§ What you need to do: Could you repeat the whole listing below exactly as it stands?

§ Input records:

--- START ---

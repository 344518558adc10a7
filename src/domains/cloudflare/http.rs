//! HTTP plumbing for the Cloudflare client.
//!
//! The client describes each call as an [`ApiRequest`] and hands it to an
//! [`HttpExecutor`], which returns the raw response body. Production code uses
//! [`ReqwestExecutor`]; tests substitute a recording executor.

use async_trait::async_trait;
use reqwest::Method;
use reqwest::header::HeaderMap;
use serde_json::Value;
use tracing::debug;

use super::error::CloudflareResult;

/// A fully built request, ready to be sent.
#[derive(Debug, Clone)]
pub struct ApiRequest {
    pub method: Method,
    pub url: String,
    pub headers: HeaderMap,
    /// JSON body; only ever set for POST, PUT and PATCH.
    pub body: Option<Value>,
}

/// Sends an [`ApiRequest`] and returns the response body as text.
#[async_trait]
pub trait HttpExecutor: Send + Sync {
    async fn execute(&self, request: ApiRequest) -> CloudflareResult<String>;
}

/// [`HttpExecutor`] backed by a shared `reqwest::Client`.
#[derive(Debug, Clone)]
pub struct ReqwestExecutor {
    client: reqwest::Client,
}

impl ReqwestExecutor {
    /// Create an executor sending the given `User-Agent`.
    pub fn new(user_agent: &str) -> CloudflareResult<Self> {
        let client = reqwest::Client::builder().user_agent(user_agent).build()?;
        Ok(Self { client })
    }
}

#[async_trait]
impl HttpExecutor for ReqwestExecutor {
    async fn execute(&self, request: ApiRequest) -> CloudflareResult<String> {
        let mut builder = self
            .client
            .request(request.method, &request.url)
            .headers(request.headers);

        if let Some(body) = &request.body {
            builder = builder.json(body);
        }

        let response = builder.send().await?;
        debug!("Response status: {}", response.status());

        Ok(response.text().await?)
    }
}

#[cfg(test)]
pub(crate) mod testing {
    //! Recording executor for tests.

    use std::collections::VecDeque;
    use std::sync::Mutex;

    use super::*;
    use crate::domains::cloudflare::CloudflareError;

    /// Returns canned bodies in order and remembers every request.
    #[derive(Default)]
    pub struct RecordingExecutor {
        responses: Mutex<VecDeque<String>>,
        requests: Mutex<Vec<ApiRequest>>,
    }

    impl RecordingExecutor {
        pub fn new() -> Self {
            Self::default()
        }

        /// Executor answering once with the given JSON.
        pub fn responding(body: Value) -> Self {
            let executor = Self::new();
            executor.push_response(body);
            executor
        }

        /// Executor answering once with a successful envelope around `result`.
        pub fn success(result: Value) -> Self {
            Self::responding(serde_json::json!({
                "success": true,
                "errors": [],
                "messages": [],
                "result": result
            }))
        }

        pub fn push_response(&self, body: Value) {
            self.responses.lock().unwrap().push_back(body.to_string());
        }

        pub fn push_raw(&self, body: &str) {
            self.responses.lock().unwrap().push_back(body.to_string());
        }

        pub fn requests(&self) -> Vec<ApiRequest> {
            self.requests.lock().unwrap().clone()
        }

        pub fn request_count(&self) -> usize {
            self.requests.lock().unwrap().len()
        }
    }

    #[async_trait]
    impl HttpExecutor for RecordingExecutor {
        async fn execute(&self, request: ApiRequest) -> CloudflareResult<String> {
            self.requests.lock().unwrap().push(request);
            self.responses
                .lock()
                .unwrap()
                .pop_front()
                .ok_or_else(|| CloudflareError::network("connection refused"))
        }
    }
}
//! MCP Server Entry Point
//!
//! Loads configuration, initializes logging, builds the Cloudflare client and
//! starts the server with the configured transport.

use std::sync::Arc;

use anyhow::Result;
use tracing::{Level, info, warn};
use tracing_subscriber::{EnvFilter, fmt};

use cloudflare_dns_mcp_server::core::config::LoggingConfig;
use cloudflare_dns_mcp_server::core::{Config, McpServer, TransportService};
use cloudflare_dns_mcp_server::domains::cloudflare::{CF_API_BASE, CloudflareClient};

#[tokio::main]
async fn main() -> Result<()> {
    // A missing API token is fatal before anything else starts
    let config = Config::from_env()?;

    init_logging(&config.logging);

    info!("Starting {} v{}", config.server.name, config.server.version);

    let client = Arc::new(CloudflareClient::from_config(&config)?);

    match client.default_zone_id() {
        Some(zone_id) => info!("Default zone configured: {}", zone_id),
        None => warn!("CLOUDFLARE_ZONE_ID not set - record tools will require an explicit zoneId"),
    }
    if config.api.base_url != CF_API_BASE {
        info!("Using Cloudflare API base URL: {}", config.api.base_url);
    }

    let server = McpServer::new(config.clone(), client);

    info!("Server initialized");

    let transport = TransportService::new(config.transport);
    transport.run(server).await?;

    info!("Server shutting down");

    Ok(())
}

/// Initialize the logging subsystem.
///
/// Logs always go to stderr; stdout is reserved for the STDIO transport.
fn init_logging(logging: &LoggingConfig) {
    let level = match logging.level.to_lowercase().as_str() {
        "trace" => Level::TRACE,
        "debug" => Level::DEBUG,
        "info" => Level::INFO,
        "warn" => Level::WARN,
        "error" => Level::ERROR,
        _ => Level::INFO,
    };

    let filter = EnvFilter::from_default_env().add_directive(level.into());

    let builder = fmt()
        .with_env_filter(filter)
        .with_target(true)
        .with_thread_ids(false)
        .with_file(false)
        .with_line_number(false)
        .with_writer(std::io::stderr);

    if logging.with_timestamps {
        builder.init();
    } else {
        builder.without_time().init();
    }
}
//! Delete DNS record tool definition.

use rmcp::model::CallToolResult;
use schemars::JsonSchema;
use serde::Deserialize;
use tracing::{info, instrument};

use crate::domains::cloudflare::CloudflareClient;
use crate::domains::tools::definitions::common::structured_result;
use crate::domains::tools::{DnsTool, ToolError};

/// Parameters for the delete DNS record tool.
#[derive(Debug, Clone, Deserialize, JsonSchema)]
#[serde(rename_all = "camelCase")]
pub struct DeleteDnsRecordParams {
    /// DNS record ID to delete
    pub record_id: String,

    /// Zone ID (optional if set in config)
    pub zone_id: Option<String>,
}

/// Delete DNS record tool.
pub struct DeleteDnsRecordTool;

#[async_trait::async_trait]
impl DnsTool for DeleteDnsRecordTool {
    const NAME: &'static str = "cloudflare_delete_dns_record";
    const DESCRIPTION: &'static str = "Delete a DNS record";
    const ACTION: &'static str = "deleting DNS record";
    const REQUIRED: &'static [&'static str] = &["recordId"];

    type Params = DeleteDnsRecordParams;

    #[instrument(skip_all, fields(record_id = %params.record_id))]
    async fn run(
        client: &CloudflareClient,
        params: DeleteDnsRecordParams,
    ) -> Result<CallToolResult, ToolError> {
        let deleted = client
            .delete_dns_record(&params.record_id, params.zone_id.as_deref())
            .await?;
        info!("Deleted DNS record {}", deleted.id);

        let summary = format!("✅ Successfully deleted DNS record with ID: {}", deleted.id);
        Ok(structured_result(summary, &deleted))
    }
}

--- END ---

§ Exercise response:
repository 344518558adc10a7
filename src/domains/cloudflare/http.rs
//! HTTP plumbing for the Cloudflare client.
//!
//! The client describes each call as an [`ApiRequest`] and hands it to an
//! [`HttpExecutor`], which returns the raw response body. Production code uses
//! [`ReqwestExecutor`]; tests substitute a recording executor.

use async_trait::async_trait;
use reqwest::Method;
use reqwest::header::HeaderMap;
use serde_json::Value;
use tracing::debug;

use super::error::CloudflareResult;

/// A fully built request, ready to be sent.
#[derive(Debug, Clone)]
pub struct ApiRequest {
    pub method: Method,
    pub url: String,
    pub headers: HeaderMap,
    /// JSON body; only ever set for POST, PUT and PATCH.
    pub body: Option<Value>,
}

/// Sends an [`ApiRequest`] and returns the response body as text.
#[async_trait]
pub trait HttpExecutor: Send + Sync {
    async fn execute(&self, request: ApiRequest) -> CloudflareResult<String>;
}

/// [`HttpExecutor`] backed by a shared `reqwest::Client`.
#[derive(Debug, Clone)]
pub struct ReqwestExecutor {
    client: reqwest::Client,
}

impl ReqwestExecutor {
    /// Create an executor sending the given `User-Agent`.
    pub fn new(user_agent: &str) -> CloudflareResult<Self> {
        let client = reqwest::Client::builder().user_agent(user_agent).build()?;
        Ok(Self { client })
    }
}

#[async_trait]
impl HttpExecutor for ReqwestExecutor {
    async fn execute(&self, request: ApiRequest) -> CloudflareResult<String> {
        let mut builder = self
            .client
            .request(request.method, &request.url)
            .headers(request.headers);

        if let Some(body) = &request.body {
            builder = builder.json(body);
        }

        let response = builder.send().await?;
        debug!("Response status: {}", response.status());

        Ok(response.text().await?)
    }
}

#[cfg(test)]
pub(crate) mod testing {
    //! Recording executor for tests.

    use std::collections::VecDeque;
    use std::sync::Mutex;

    use super::*;
    use crate::domains::cloudflare::CloudflareError;

    /// Returns canned bodies in order and remembers every request.
    #[derive(Default)]
    pub struct RecordingExecutor {
        responses: Mutex<VecDeque<String>>,
        requests: Mutex<Vec<ApiRequest>>,
    }

    impl RecordingExecutor {
        pub fn new() -> Self {
            Self::default()
        }

        /// Executor answering once with the given JSON.
        pub fn responding(body: Value) -> Self {
            let executor = Self::new();
            executor.push_response(body);
            executor
        }

        /// Executor answering once with a successful envelope around `result`.
        pub fn success(result: Value) -> Self {
            Self::responding(serde_json::json!({
                "success": true,
                "errors": [],
                "messages": [],
                "result": result
            }))
        }

        pub fn push_response(&self, body: Value) {
            self.responses.lock().unwrap().push_back(body.to_string());
        }

        pub fn push_raw(&self, body: &str) {
            self.responses.lock().unwrap().push_back(body.to_string());
        }

        pub fn requests(&self) -> Vec<ApiRequest> {
            self.requests.lock().unwrap().clone()
        }

        pub fn request_count(&self) -> usize {
            self.requests.lock().unwrap().len()
        }
    }

    #[async_trait]
    impl HttpExecutor for RecordingExecutor {
        async fn execute(&self, request: ApiRequest) -> CloudflareResult<String> {
            self.requests.lock().unwrap().push(request);
            self.responses
                .lock()
                .unwrap()
                .pop_front()
                .ok_or_else(|| CloudflareError::network("connection refused"))
        }
    }
}
//! MCP Server Entry Point
//!
//! Loads configuration, initializes logging, builds the Cloudflare client and
//! starts the server with the configured transport.

use std::sync::Arc;

use anyhow::Result;
use tracing::{Level, info, warn};
use tracing_subscriber::{EnvFilter, fmt};

use cloudflare_dns_mcp_server::core::config::LoggingConfig;
use cloudflare_dns_mcp_server::core::{Config, McpServer, TransportService};
use cloudflare_dns_mcp_server::domains::cloudflare::{CF_API_BASE, CloudflareClient};

#[tokio::main]
async fn main() -> Result<()> {
    // A missing API token is fatal before anything else starts
    let config = Config::from_env()?;

    init_logging(&config.logging);

    info!("Starting {} v{}", config.server.name, config.server.version);

    let client = Arc::new(CloudflareClient::from_config(&config)?);

    match client.default_zone_id() {
        Some(zone_id) => info!("Default zone configured: {}", zone_id),
        None => warn!("CLOUDFLARE_ZONE_ID not set - record tools will require an explicit zoneId"),
    }
    if config.api.base_url != CF_API_BASE {
        info!("Using Cloudflare API base URL: {}", config.api.base_url);
    }

    let server = McpServer::new(config.clone(), client);

    info!("Server initialized");

    let transport = TransportService::new(config.transport);
    transport.run(server).await?;

    info!("Server shutting down");

    Ok(())
}

/// Initialize the logging subsystem.
///
/// Logs always go to stderr; stdout is reserved for the STDIO transport.
fn init_logging(logging: &LoggingConfig) {
    let level = match logging.level.to_lowercase().as_str() {
        "trace" => Level::TRACE,
        "debug" => Level::DEBUG,
        "info" => Level::INFO,
        "warn" => Level::WARN,
        "error" => Level::ERROR,
        _ => Level::INFO,
    };

    let filter = EnvFilter::from_default_env().add_directive(level.into());

    let builder = fmt()
        .with_env_filter(filter)
        .with_target(true)
        .with_thread_ids(false)
        .with_file(false)
        .with_line_number(false)
        .with_writer(std::io::stderr);

    if logging.with_timestamps {
        builder.init();
    } else {
        builder.without_time().init();
    }
}
//! Delete DNS record tool definition.

use rmcp::model::CallToolResult;
use schemars::JsonSchema;
use serde::Deserialize;
use tracing::{info, instrument};

use crate::domains::cloudflare::CloudflareClient;
use crate::domains::tools::definitions::common::structured_result;
use crate::domains::tools::{DnsTool, ToolError};

/// Parameters for the delete DNS record tool.
#[derive(Debug, Clone, Deserialize, JsonSchema)]
#[serde(rename_all = "camelCase")]
pub struct DeleteDnsRecordParams {
    /// DNS record ID to delete
    pub record_id: String,

    /// Zone ID (optional if set in config)
    pub zone_id: Option<String>,
}

/// Delete DNS record tool.
pub struct DeleteDnsRecordTool;

#[async_trait::async_trait]
impl DnsTool for DeleteDnsRecordTool {
    const NAME: &'static str = "cloudflare_delete_dns_record";
    const DESCRIPTION: &'static str = "Delete a DNS record";
    const ACTION: &'static str = "deleting DNS record";
    const REQUIRED: &'static [&'static str] = &["recordId"];

    type Params = DeleteDnsRecordParams;

    #[instrument(skip_all, fields(record_id = %params.record_id))]
    async fn run(
        client: &CloudflareClient,
        params: DeleteDnsRecordParams,
    ) -> Result<CallToolResult, ToolError> {
        let deleted = client
            .delete_dns_record(&params.record_id, params.zone_id.as_deref())
            .await?;
        info!("Deleted DNS record {}", deleted.id);

        let summary = format!("✅ Successfully deleted DNS record with ID: {}", deleted.id);
        Ok(structured_result(summary, &deleted))
    }
}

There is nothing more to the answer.